Leave no line out; reproduce the listing exactly.

━━━━━ Records supplied

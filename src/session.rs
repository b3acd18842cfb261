//! Session lifecycle broker orchestrating store, codec, and provider client.
//!
//! [`SessionBroker`] is a stateless orchestrator: its only state is
//! configuration, and every operation takes the cookie carrier explicitly.
//! One broker is constructed at the composition root and shared by the gate,
//! the resource client, and the session routes; there is deliberately no
//! global accessor.

// crates.io
use cookie::CookieJar;
// self
use crate::{
	_prelude::*,
	auth::{Claims, Credential, UserProfile},
	error::ProviderError,
	http::TokenHttpClient,
	obs::{self, FlowKind, FlowOutcome, FlowSpan},
	provider::{IdpClient, TokenGrant, TransportErrorMapper},
	store::CredentialStore,
};
#[cfg(feature = "reqwest")]
use crate::{http::ReqwestHttpClient, provider::ReqwestTransportErrorMapper};

#[cfg(feature = "reqwest")]
/// Session broker specialized for the crate's default reqwest transport.
pub type ReqwestSessionBroker = SessionBroker<ReqwestHttpClient, ReqwestTransportErrorMapper>;

/// Retention applied to the refresh cookie when the provider reports no
/// bounded refresh lifetime.
const DEFAULT_REFRESH_RETENTION: Duration = Duration::days(30);

/// Token lifecycle manager: login, refresh, logout, and validity reads over
/// an explicit cookie carrier.
pub struct SessionBroker<C, M>
where
	C: ?Sized + TokenHttpClient,
	M: ?Sized + TransportErrorMapper<C::TransportError>,
{
	/// Identity provider client executing the remote operations.
	pub idp: IdpClient<C, M>,
	/// Cookie-backed credential store.
	pub store: CredentialStore,
}
impl<C, M> SessionBroker<C, M>
where
	C: ?Sized + TokenHttpClient,
	M: ?Sized + TransportErrorMapper<C::TransportError>,
{
	/// Assembles a broker from its two collaborators.
	pub fn new(idp: IdpClient<C, M>, store: CredentialStore) -> Self {
		Self { idp, store }
	}

	/// Exchanges a username/password pair for a session.
	///
	/// On success the carrier holds a full credential replacement and the
	/// decoded claims are returned. Propagates
	/// [`Error::InvalidCredentials`](crate::error::Error::InvalidCredentials)
	/// when the provider rejects the pair.
	pub async fn login(
		&self,
		username: &str,
		password: &str,
		jar: &mut CookieJar,
	) -> Result<Claims> {
		const KIND: FlowKind = FlowKind::Login;

		let span = FlowSpan::new(KIND, "login");

		obs::record_flow_outcome(KIND, FlowOutcome::Attempt);

		let result = span
			.instrument(async move {
				let grant = self.idp.password_login(username, password).await?;
				let credential =
					credential_from_grant(&grant, None, OffsetDateTime::now_utc())?;
				let claims = Claims::decode(credential.access_token.expose())?;

				self.store.write(jar, &credential, &claims)?;

				Ok(claims)
			})
			.await;

		obs::record_flow_result(KIND, &result);

		result
	}

	/// Renews the session from the stored refresh token.
	///
	/// The written credential is a full replacement; when the provider does
	/// not rotate the refresh token the previous secret is carried into the
	/// new credential. Concurrent callers must serialize through the
	/// resource client's refresh coordination; the broker itself does not
	/// deduplicate calls.
	pub async fn refresh_session(&self, jar: &mut CookieJar) -> Result<Credential> {
		const KIND: FlowKind = FlowKind::Refresh;

		let span = FlowSpan::new(KIND, "refresh_session");

		obs::record_flow_outcome(KIND, FlowOutcome::Attempt);

		let result = span
			.instrument(async move {
				let refresh_token =
					self.store.refresh_token(jar).ok_or(Error::NoRefreshToken)?;
				let grant = self.idp.refresh(&refresh_token).await?;
				let credential = credential_from_grant(
					&grant,
					Some(refresh_token),
					OffsetDateTime::now_utc(),
				)?;
				let claims = Claims::decode(credential.access_token.expose())?;

				self.store.write(jar, &credential, &claims)?;

				Ok(credential)
			})
			.await;

		obs::record_flow_result(KIND, &result);

		result
	}

	/// Writes a credential obtained by another request's refresh onto this
	/// carrier.
	pub fn adopt_credential(
		&self,
		credential: &Credential,
		jar: &mut CookieJar,
	) -> Result<Claims> {
		let claims = Claims::decode(credential.access_token.expose())?;

		self.store.write(jar, credential, &claims)?;

		Ok(claims)
	}

	/// Ends the session: best-effort remote revocation, unconditional local
	/// clear.
	pub async fn logout(&self, jar: &mut CookieJar) {
		const KIND: FlowKind = FlowKind::Logout;

		let span = FlowSpan::new(KIND, "logout");

		obs::record_flow_outcome(KIND, FlowOutcome::Attempt);
		span.instrument(async {
			if let Some(refresh_token) = self.store.refresh_token(jar) {
				if let Err(e) = self.idp.revoke(&refresh_token).await {
					obs::record_flow_outcome(KIND, FlowOutcome::Failure);

					#[cfg(feature = "tracing")]
					tracing::warn!(error = %e, "Remote revocation failed during logout.");
					#[cfg(not(feature = "tracing"))]
					let _ = e;
				}
			}
		})
		.await;
		// Local clearing never waits on the provider.
		self.store.clear(jar);
		obs::record_flow_outcome(KIND, FlowOutcome::Success);
	}

	/// Clears local session state without contacting the provider.
	///
	/// This is logout's local half, used when a refresh is known doomed and
	/// subsequent requests should fail fast.
	pub fn clear_local(&self, jar: &mut CookieJar) {
		self.store.clear(jar);
	}

	/// Returns the access token only when present and unexpired by wall
	/// clock. Never refreshes implicitly.
	pub fn valid_access_token(&self, jar: &CookieJar) -> Option<String> {
		self.store.valid_access_token(jar, OffsetDateTime::now_utc())
	}

	/// Roles granted to this session for the configured client, empty when
	/// the session is absent or expired.
	pub fn roles(&self, jar: &CookieJar) -> BTreeSet<String> {
		self.current_claims(jar)
			.map(|claims| claims.roles_for(self.idp.client_id()))
			.unwrap_or_default()
	}

	/// Stored claims while their trust window is open.
	pub fn current_claims(&self, jar: &CookieJar) -> Option<Claims> {
		self.store.claims(jar, OffsetDateTime::now_utc())
	}

	/// Flat profile document for UI collaborators.
	pub fn profile(&self, jar: &CookieJar) -> Option<UserProfile> {
		self.current_claims(jar).map(|claims| claims.profile(self.idp.client_id()))
	}

	/// Whether the carrier holds a currently valid access token.
	pub fn is_authenticated(&self, jar: &CookieJar) -> bool {
		self.valid_access_token(jar).is_some()
	}

	/// Asks the provider whether `token` is active; fails closed.
	pub async fn introspect(&self, token: &str) -> bool {
		const KIND: FlowKind = FlowKind::Introspect;

		let span = FlowSpan::new(KIND, "introspect");

		obs::record_flow_outcome(KIND, FlowOutcome::Attempt);

		let active = span.instrument(self.idp.introspect(token)).await;

		obs::record_flow_outcome(
			KIND,
			if active { FlowOutcome::Success } else { FlowOutcome::Failure },
		);

		active
	}
}
impl<C, M> Debug for SessionBroker<C, M>
where
	C: ?Sized + TokenHttpClient,
	M: ?Sized + TransportErrorMapper<C::TransportError>,
{
	fn fmt(&self, f: &mut Formatter) -> FmtResult {
		f.debug_struct("SessionBroker")
			.field("idp", &self.idp)
			.field("store", &self.store)
			.finish()
	}
}

fn credential_from_grant(
	grant: &TokenGrant,
	previous_refresh: Option<String>,
	issued_at: OffsetDateTime,
) -> Result<Credential> {
	let refresh_token = grant
		.refresh_token
		.clone()
		.or(previous_refresh)
		.ok_or(ProviderError::MissingRefreshToken)?;
	let refresh_lifetime = grant.refresh_expires_in.unwrap_or(DEFAULT_REFRESH_RETENTION);

	Ok(Credential::issue(
		grant.access_token.clone(),
		refresh_token,
		issued_at,
		grant.expires_in,
		refresh_lifetime,
	))
}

━━━━━━━━━━

• **Result of the task**
filename src/session.rs
repository b3acd18842cfb261
//! Session lifecycle broker orchestrating store, codec, and provider client.
//!
//! [`SessionBroker`] is a stateless orchestrator: its only state is
//! configuration, and every operation takes the cookie carrier explicitly.
//! One broker is constructed at the composition root and shared by the gate,
//! the resource client, and the session routes; there is deliberately no
//! global accessor.

// crates.io
use cookie::CookieJar;
// self
use crate::{
	_prelude::*,
	auth::{Claims, Credential, UserProfile},
	error::ProviderError,
	http::TokenHttpClient,
	obs::{self, FlowKind, FlowOutcome, FlowSpan},
	provider::{IdpClient, TokenGrant, TransportErrorMapper},
	store::CredentialStore,
};
#[cfg(feature = "reqwest")]
use crate::{http::ReqwestHttpClient, provider::ReqwestTransportErrorMapper};

#[cfg(feature = "reqwest")]
/// Session broker specialized for the crate's default reqwest transport.
pub type ReqwestSessionBroker = SessionBroker<ReqwestHttpClient, ReqwestTransportErrorMapper>;

/// Retention applied to the refresh cookie when the provider reports no
/// bounded refresh lifetime.
const DEFAULT_REFRESH_RETENTION: Duration = Duration::days(30);

/// Token lifecycle manager: login, refresh, logout, and validity reads over
/// an explicit cookie carrier.
pub struct SessionBroker<C, M>
where
	C: ?Sized + TokenHttpClient,
	M: ?Sized + TransportErrorMapper<C::TransportError>,
{
	/// Identity provider client executing the remote operations.
	pub idp: IdpClient<C, M>,
	/// Cookie-backed credential store.
	pub store: CredentialStore,
}
impl<C, M> SessionBroker<C, M>
where
	C: ?Sized + TokenHttpClient,
	M: ?Sized + TransportErrorMapper<C::TransportError>,
{
	/// Assembles a broker from its two collaborators.
	pub fn new(idp: IdpClient<C, M>, store: CredentialStore) -> Self {
		Self { idp, store }
	}

	/// Exchanges a username/password pair for a session.
	///
	/// On success the carrier holds a full credential replacement and the
	/// decoded claims are returned. Propagates
	/// [`Error::InvalidCredentials`](crate::error::Error::InvalidCredentials)
	/// when the provider rejects the pair.
	pub async fn login(
		&self,
		username: &str,
		password: &str,
		jar: &mut CookieJar,
	) -> Result<Claims> {
		const KIND: FlowKind = FlowKind::Login;

		let span = FlowSpan::new(KIND, "login");

		obs::record_flow_outcome(KIND, FlowOutcome::Attempt);

		let result = span
			.instrument(async move {
				let grant = self.idp.password_login(username, password).await?;
				let credential =
					credential_from_grant(&grant, None, OffsetDateTime::now_utc())?;
				let claims = Claims::decode(credential.access_token.expose())?;

				self.store.write(jar, &credential, &claims)?;

				Ok(claims)
			})
			.await;

		obs::record_flow_result(KIND, &result);

		result
	}

	/// Renews the session from the stored refresh token.
	///
	/// The written credential is a full replacement; when the provider does
	/// not rotate the refresh token the previous secret is carried into the
	/// new credential. Concurrent callers must serialize through the
	/// resource client's refresh coordination; the broker itself does not
	/// deduplicate calls.
	pub async fn refresh_session(&self, jar: &mut CookieJar) -> Result<Credential> {
		const KIND: FlowKind = FlowKind::Refresh;

		let span = FlowSpan::new(KIND, "refresh_session");

		obs::record_flow_outcome(KIND, FlowOutcome::Attempt);

		let result = span
			.instrument(async move {
				let refresh_token =
					self.store.refresh_token(jar).ok_or(Error::NoRefreshToken)?;
				let grant = self.idp.refresh(&refresh_token).await?;
				let credential = credential_from_grant(
					&grant,
					Some(refresh_token),
					OffsetDateTime::now_utc(),
				)?;
				let claims = Claims::decode(credential.access_token.expose())?;

				self.store.write(jar, &credential, &claims)?;

				Ok(credential)
			})
			.await;

		obs::record_flow_result(KIND, &result);

		result
	}

	/// Writes a credential obtained by another request's refresh onto this
	/// carrier.
	pub fn adopt_credential(
		&self,
		credential: &Credential,
		jar: &mut CookieJar,
	) -> Result<Claims> {
		let claims = Claims::decode(credential.access_token.expose())?;

		self.store.write(jar, credential, &claims)?;

		Ok(claims)
	}

	/// Ends the session: best-effort remote revocation, unconditional local
	/// clear.
	pub async fn logout(&self, jar: &mut CookieJar) {
		const KIND: FlowKind = FlowKind::Logout;

		let span = FlowSpan::new(KIND, "logout");

		obs::record_flow_outcome(KIND, FlowOutcome::Attempt);
		span.instrument(async {
			if let Some(refresh_token) = self.store.refresh_token(jar) {
				if let Err(e) = self.idp.revoke(&refresh_token).await {
					obs::record_flow_outcome(KIND, FlowOutcome::Failure);

					#[cfg(feature = "tracing")]
					tracing::warn!(error = %e, "Remote revocation failed during logout.");
					#[cfg(not(feature = "tracing"))]
					let _ = e;
				}
			}
		})
		.await;
		// Local clearing never waits on the provider.
		self.store.clear(jar);
		obs::record_flow_outcome(KIND, FlowOutcome::Success);
	}

	/// Clears local session state without contacting the provider.
	///
	/// This is logout's local half, used when a refresh is known doomed and
	/// subsequent requests should fail fast.
	pub fn clear_local(&self, jar: &mut CookieJar) {
		self.store.clear(jar);
	}

	/// Returns the access token only when present and unexpired by wall
	/// clock. Never refreshes implicitly.
	pub fn valid_access_token(&self, jar: &CookieJar) -> Option<String> {
		self.store.valid_access_token(jar, OffsetDateTime::now_utc())
	}

	/// Roles granted to this session for the configured client, empty when
	/// the session is absent or expired.
	pub fn roles(&self, jar: &CookieJar) -> BTreeSet<String> {
		self.current_claims(jar)
			.map(|claims| claims.roles_for(self.idp.client_id()))
			.unwrap_or_default()
	}

	/// Stored claims while their trust window is open.
	pub fn current_claims(&self, jar: &CookieJar) -> Option<Claims> {
		self.store.claims(jar, OffsetDateTime::now_utc())
	}

	/// Flat profile document for UI collaborators.
	pub fn profile(&self, jar: &CookieJar) -> Option<UserProfile> {
		self.current_claims(jar).map(|claims| claims.profile(self.idp.client_id()))
	}

	/// Whether the carrier holds a currently valid access token.
	pub fn is_authenticated(&self, jar: &CookieJar) -> bool {
		self.valid_access_token(jar).is_some()
	}

	/// Asks the provider whether `token` is active; fails closed.
	pub async fn introspect(&self, token: &str) -> bool {
		const KIND: FlowKind = FlowKind::Introspect;

		let span = FlowSpan::new(KIND, "introspect");

		obs::record_flow_outcome(KIND, FlowOutcome::Attempt);

		let active = span.instrument(self.idp.introspect(token)).await;

		obs::record_flow_outcome(
			KIND,
			if active { FlowOutcome::Success } else { FlowOutcome::Failure },
		);

		active
	}
}
impl<C, M> Debug for SessionBroker<C, M>
where
	C: ?Sized + TokenHttpClient,
	M: ?Sized + TransportErrorMapper<C::TransportError>,
{
	fn fmt(&self, f: &mut Formatter) -> FmtResult {
		f.debug_struct("SessionBroker")
			.field("idp", &self.idp)
			.field("store", &self.store)
			.finish()
	}
}

fn credential_from_grant(
	grant: &TokenGrant,
	previous_refresh: Option<String>,
	issued_at: OffsetDateTime,
) -> Result<Credential> {
	let refresh_token = grant
		.refresh_token
		.clone()
		.or(previous_refresh)
		.ok_or(ProviderError::MissingRefreshToken)?;
	let refresh_lifetime = grant.refresh_expires_in.unwrap_or(DEFAULT_REFRESH_RETENTION);

	Ok(Credential::issue(
		grant.access_token.clone(),
		refresh_token,
		issued_at,
		grant.expires_in,
		refresh_lifetime,
	))
}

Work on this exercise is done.